***** DATA FOR REVIEW *****
//! Streaming sink gate and stream worker
//!
//! The outbound transport handle is shared by the live path and playback.
//! [`SinkGate`] serialises access to it: the lock is taken under a bounded
//! wait and held only for a single send.

use anyhow::Result;
use std::sync::atomic::{AtomicBool, AtomicU64, Ordering};
use std::sync::Arc;
use std::time::Duration;
use tokio::sync::{mpsc, Mutex};
use tokio_util::sync::CancellationToken;
use tracing::{debug, info, warn};

use crate::SharedFrame;

/// Default bound on acquiring the gate
pub const DEFAULT_GATE_TIMEOUT: Duration = Duration::from_millis(100);

/// Outbound media channel of the real-time transport
#[async_trait::async_trait]
pub trait StreamSink: Send + Sync {
    /// Send one encoded frame
    async fn send(&self, data: &[u8]) -> Result<()>;
}

/// Connection state reported by the transport collaborator
#[derive(Clone, Default)]
pub struct TransportState {
    connected: Arc<AtomicBool>,
    channel_open: Arc<AtomicBool>,
}

impl TransportState {
    pub fn new() -> Self {
        Self::default()
    }

    pub fn set_connected(&self, connected: bool) {
        self.connected.store(connected, Ordering::SeqCst);
    }

    pub fn set_channel_open(&self, open: bool) {
        self.channel_open.store(open, Ordering::SeqCst);
    }

    /// Peer connected and media channel open
    pub fn is_ready(&self) -> bool {
        self.connected.load(Ordering::SeqCst) && self.channel_open.load(Ordering::SeqCst)
    }
}

/// Outcome of a gated send that did not fail
#[derive(Debug, Clone, Copy, PartialEq, Eq)]
pub enum GateSend {
    Sent,
    /// Gate not acquired within the timeout; frame dropped
    Busy,
}

/// Statistics about sink usage (returned as a snapshot from atomic counters)
#[derive(Debug, Clone, Default, PartialEq, Eq, serde::Serialize)]
pub struct SinkStats {
    pub frames_sent: u64,
    pub frames_dropped: u64,
    pub send_errors: u64,
}

#[derive(Default)]
struct AtomicSinkStats {
    frames_sent: AtomicU64,
    frames_dropped: AtomicU64,
    send_errors: AtomicU64,
}

/// Mutual-exclusion gate around the stream sink
pub struct SinkGate {
    sink: Mutex<Arc<dyn StreamSink>>,
    timeout: Duration,
    stats: AtomicSinkStats,
}

impl SinkGate {
    pub fn new(sink: Arc<dyn StreamSink>, timeout: Duration) -> Self {
        Self {
            sink: Mutex::new(sink),
            timeout,
            stats: AtomicSinkStats::default(),
        }
    }

    /// Send one frame through the sink, waiting at most the gate timeout
    /// for another sender to finish.
    pub async fn send(&self, frame: &SharedFrame) -> Result<GateSend> {
        let sink = match tokio::time::timeout(self.timeout, self.sink.lock()).await {
            Ok(guard) => guard,
            Err(_) => {
                self.stats.frames_dropped.fetch_add(1, Ordering::Relaxed);
                return Ok(GateSend::Busy);
            }
        };
        match sink.send(&frame.payload).await {
            Ok(()) => {
                self.stats.frames_sent.fetch_add(1, Ordering::Relaxed);
                Ok(GateSend::Sent)
            }
            Err(e) => {
                self.stats.send_errors.fetch_add(1, Ordering::Relaxed);
                Err(e)
            }
        }
    }

    pub fn stats(&self) -> SinkStats {
        SinkStats {
            frames_sent: self.stats.frames_sent.load(Ordering::Relaxed),
            frames_dropped: self.stats.frames_dropped.load(Ordering::Relaxed),
            send_errors: self.stats.send_errors.load(Ordering::Relaxed),
        }
    }
}

/// Drains the stream channel into the sink gate
pub struct StreamWorker {
    gate: Arc<SinkGate>,
    transport: TransportState,
}

impl StreamWorker {
    pub fn new(gate: Arc<SinkGate>, transport: TransportState) -> Self {
        Self { gate, transport }
    }

    pub async fn run(self, mut rx: mpsc::Receiver<SharedFrame>, shutdown: CancellationToken) {
        info!("Stream worker running");
        loop {
            let frame = tokio::select! {
                _ = shutdown.cancelled() => break,
                frame = rx.recv() => match frame {
                    Some(frame) => frame,
                    None => break,
                },
            };

            if !self.transport.is_ready() {
                debug!("Transport not ready, frame dropped");
                continue;
            }
            match self.gate.send(&frame).await {
                Ok(GateSend::Sent) => {}
                Ok(GateSend::Busy) => warn!("Stream sink busy, frame dropped"),
                Err(e) => warn!("Stream send failed: {:#}", e),
            }
        }
        info!("Stream worker stopped");
    }
}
*****
TASK TO CARRY OUT:
Where a line above holds the word "AtomicSinkStats", copy it.

SOLUTION TO THIS PROBLEM:
struct AtomicSinkStats {
    stats: AtomicSinkStats,
            stats: AtomicSinkStats::default(),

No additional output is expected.